Strong wave on water vapor continues to exit Lower Michigan this evening. This will end the light
rain around midnight for the far eastern areas. Surface front at 01z was from phn to adg. This will
leave the area in the frontal zone for much of the early night with mostly cloudy skies expected.
However a steady nw flow will continue to advect the 40s dew point air into lower Michigan and give
way to at least partial clearing by daybreak Tuesday morning. This drier air should also proclude
much fog development overnight, in addition to the lack of boundary layer moisture as indicated by
the current obs and the 00z upstream soundings.
. . posted at 923 PM EDT Monday September 15 2014
Remaining Forecast opinion - Tuesday through next Monday
Surface high pressure will be firmly centered over Iowa/Missouri Tuesday morning with a ridge
extending into Lower Michigan. Dry conditions will be ensured by this high pressure feature and
lingering mid level subsidence trailing today's system, but the cloud forecast will be less
straightforward or at least less optimistic than what might be expected with high pressure taking
control. As mentioned in the previous discussion, this past weekend demonstrated how much influence
the warm Great Lakes water can have on the cloud pattern in these early season cool air masses that
are not devoid of boundary layer moisture below the subsidence inversion. This is expected to be in
play again Tuesday with a couple of subtle differences mainly tied to model timing on the southward
placement of the low level thermal trough and broad anticyclonic low level flow. These elements add
some uncertainty to the prospects for nocturnal stratocu migrating into our area from northern lower
after sunrise. However, there is more confidence in low level cold advection combining with daytime
surface heating to fill in remaining open sky during the late morning through the afternoon.
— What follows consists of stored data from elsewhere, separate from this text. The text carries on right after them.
use std::fmt;

use itertools::Itertools;
use smol_str::SmolStr;

use crate::insn_list::InsnList;

/// Verification metadata of a jump target
#[derive(Debug, Clone, Copy, PartialEq, Eq, PartialOrd, Ord)]
pub struct StackMapFrame {
    /// Bytecode offset of the target
    pub offset: u32,
}

#[derive(Debug, Clone, PartialEq, Eq)]
pub struct MethodNode {
    pub access: u16,
    pub name: SmolStr,
    pub desc: SmolStr,
    pub max_stack: u16,
    pub max_locals: u16,
    pub instructions: InsnList,
    pub frames: Vec<StackMapFrame>,
}

impl MethodNode {
    /// Computes one frame per label that is the target of a jump, ordered by offset
    pub fn compute_frames(&self) -> Vec<StackMapFrame> {
        let offsets = self.instructions.label_offsets();
        self.instructions
            .iter()
            .filter_map(|insn| insn.jump_target())
            .filter_map(|label| offsets.get(&label).copied())
            .sorted()
            .dedup()
            .map(|offset| StackMapFrame { offset })
            .collect()
    }
}

impl fmt::Display for MethodNode {
    fn fmt(&self, f: &mut fmt::Formatter<'_>) -> fmt::Result {
        writeln!(f, "{}{}:", self.name, self.desc)?;
        for insn in self.instructions.iter() {
            writeln!(f, "  {insn}")?;
        }
        Ok(())
    }
}

/// A decoded class
#[derive(Debug, Clone, PartialEq, Eq)]
pub struct ClassNode {
    pub version: u16,
    pub access: u16,
    /// Internal name, e.g. `net/minecraft/world/gen/ChunkProviderGenerate`
    pub name: SmolStr,
    pub super_name: SmolStr,
    pub methods: Vec<MethodNode>,
}

impl ClassNode {
    pub fn method(&self, name: &str, desc: &str) -> Option<&MethodNode> {
        self.methods
            .iter()
            .find(|method| method.name == name && method.desc == desc)
    }

    pub fn method_mut(&mut self, name: &str, desc: &str) -> Option<&mut MethodNode> {
        self.methods
            .iter_mut()
            .find(|method| method.name == name && method.desc == desc)
    }

    /// The name with dots, as class loaders report it
    pub fn binary_name(&self) -> String {
        self.name.replace('/', ".")
    }
}
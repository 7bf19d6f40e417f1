use std::fmt;

/// Declares the material enum together with the name the engine uses for
/// each material constant
macro_rules! materials {
    ($($variant:ident => $name:literal,)*) => {
        /// The material of a block, which groups blocks by physical behavior
        #[derive(Copy, Clone, Debug, PartialEq, Eq, Hash, PartialOrd, Ord)]
        pub enum Material {
            $($variant,)*
        }

        impl Material {
            pub const ALL: &'static [Material] = &[$(Material::$variant,)*];

            /// The name of the engine's material constant
            pub fn name(self) -> &'static str {
                match self {
                    $(Material::$variant => $name,)*
                }
            }

            /// Looks a material up by the exact name of the engine's constant
            pub fn from_name(name: &str) -> Option<Material> {
                match name {
                    $($name => Some(Material::$variant),)*
                    _ => None,
                }
            }
        }
    };
}

materials! {
    Air => "air",
    Grass => "grass",
    Ground => "ground",
    Wood => "wood",
    Rock => "rock",
    Iron => "iron",
    Anvil => "anvil",
    Water => "water",
    Lava => "lava",
    Leaves => "leaves",
    Plants => "plants",
    Vine => "vine",
    Sponge => "sponge",
    Cloth => "cloth",
    Fire => "fire",
    Sand => "sand",
    Circuits => "circuits",
    Carpet => "carpet",
    Glass => "glass",
    RedstoneLight => "redstoneLight",
    Tnt => "tnt",
    Coral => "coral",
    Ice => "ice",
    PackedIce => "packedIce",
    Snow => "snow",
    CraftedSnow => "craftedSnow",
    Cactus => "cactus",
    Clay => "clay",
    Gourd => "gourd",
    DragonEgg => "dragonEgg",
    Portal => "portal",
    Cake => "cake",
    Web => "web",
    Piston => "piston",
    Barrier => "barrier",
}

impl Material {
    pub fn is_liquid(self) -> bool {
        matches!(self, Material::Water | Material::Lava)
    }
}

impl fmt::Display for Material {
    fn fmt(&self, f: &mut fmt::Formatter<'_>) -> fmt::Result {
        f.write_str(self.name())
    }
}
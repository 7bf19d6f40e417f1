use bop_world::{
    world_type::{AMPLIFIED, BIOMES_O_PLENTY_AMPLIFIED},
    WorldType, WorldTypes,
};

/// The predicate the patched method calls instead of comparing against the
/// built-in amplified world type
///
/// World types are compared by slot, the engine compares them by identity.
#[derive(Debug, Clone, Copy, PartialEq, Eq)]
pub struct AmplifiedHook {
    amplified: Option<u8>,
    mod_amplified: Option<u8>,
}

impl AmplifiedHook {
    pub fn new(world_types: &WorldTypes) -> Self {
        AmplifiedHook {
            amplified: world_types.get(AMPLIFIED).map(|world_type| world_type.id),
            mod_amplified: world_types
                .get(BIOMES_O_PLENTY_AMPLIFIED)
                .map(|world_type| world_type.id),
        }
    }

    /// Whether the engine should generate terrain for `world_type` the amplified way
    pub fn is_amplified(&self, world_type: &WorldType) -> bool {
        let id = Some(world_type.id);
        id == self.amplified || id == self.mod_amplified
    }
}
Forecast soundings across all model runs indicate steep lapse rates below 800 mb with enough
moisture for generous coverage of shallow cumulus. The resulting partly sunny sky and low level cold
advection will limit max temps to the lower and mid 60s vs the lower half of the 70s that is normal
for mid September.
A significant diurnal component in the Tuesday afternoon cloud pattern will give way to a clearing
trend with sunset Tuesday evening. This will open the door to a cold night as surface high pressure
becomes centered over Indiana and Ohio and fosters strong radiational cooling with light wind under
mostly clear sky. Late developing westerly flow below 850 mb will be on the trailing flank of the
low level thermal trough and thus represent warm advection... Too weak and late to disrupt
radiational cooling but enough to lessen concern for stratocu from Lake Michigan. About the only
other cloud potential is associated with the next short wave embedded in the broad long wave trough
over eastern Canada. Model consensus indicates this will be too late to provide more than thin
cirrus toward sunrise Wednesday.
The cold front trailing the northern Great Lakes short wave will bring a glancing chance of light
rain to the Saginaw valley Wednesday afternoon. The front will be losing moisture integrity as it
moves south but will have a respectable temperature contrast judging from model low level thickness
and thermal fields. After a run toward 70F Wednesday afternoon this front will kick the legs out of
the warming trend by Thursday with highs back down toward the lower end of the 60s, and possibly
confined to the upper 50s in the Thumb given low level flow from the northeast.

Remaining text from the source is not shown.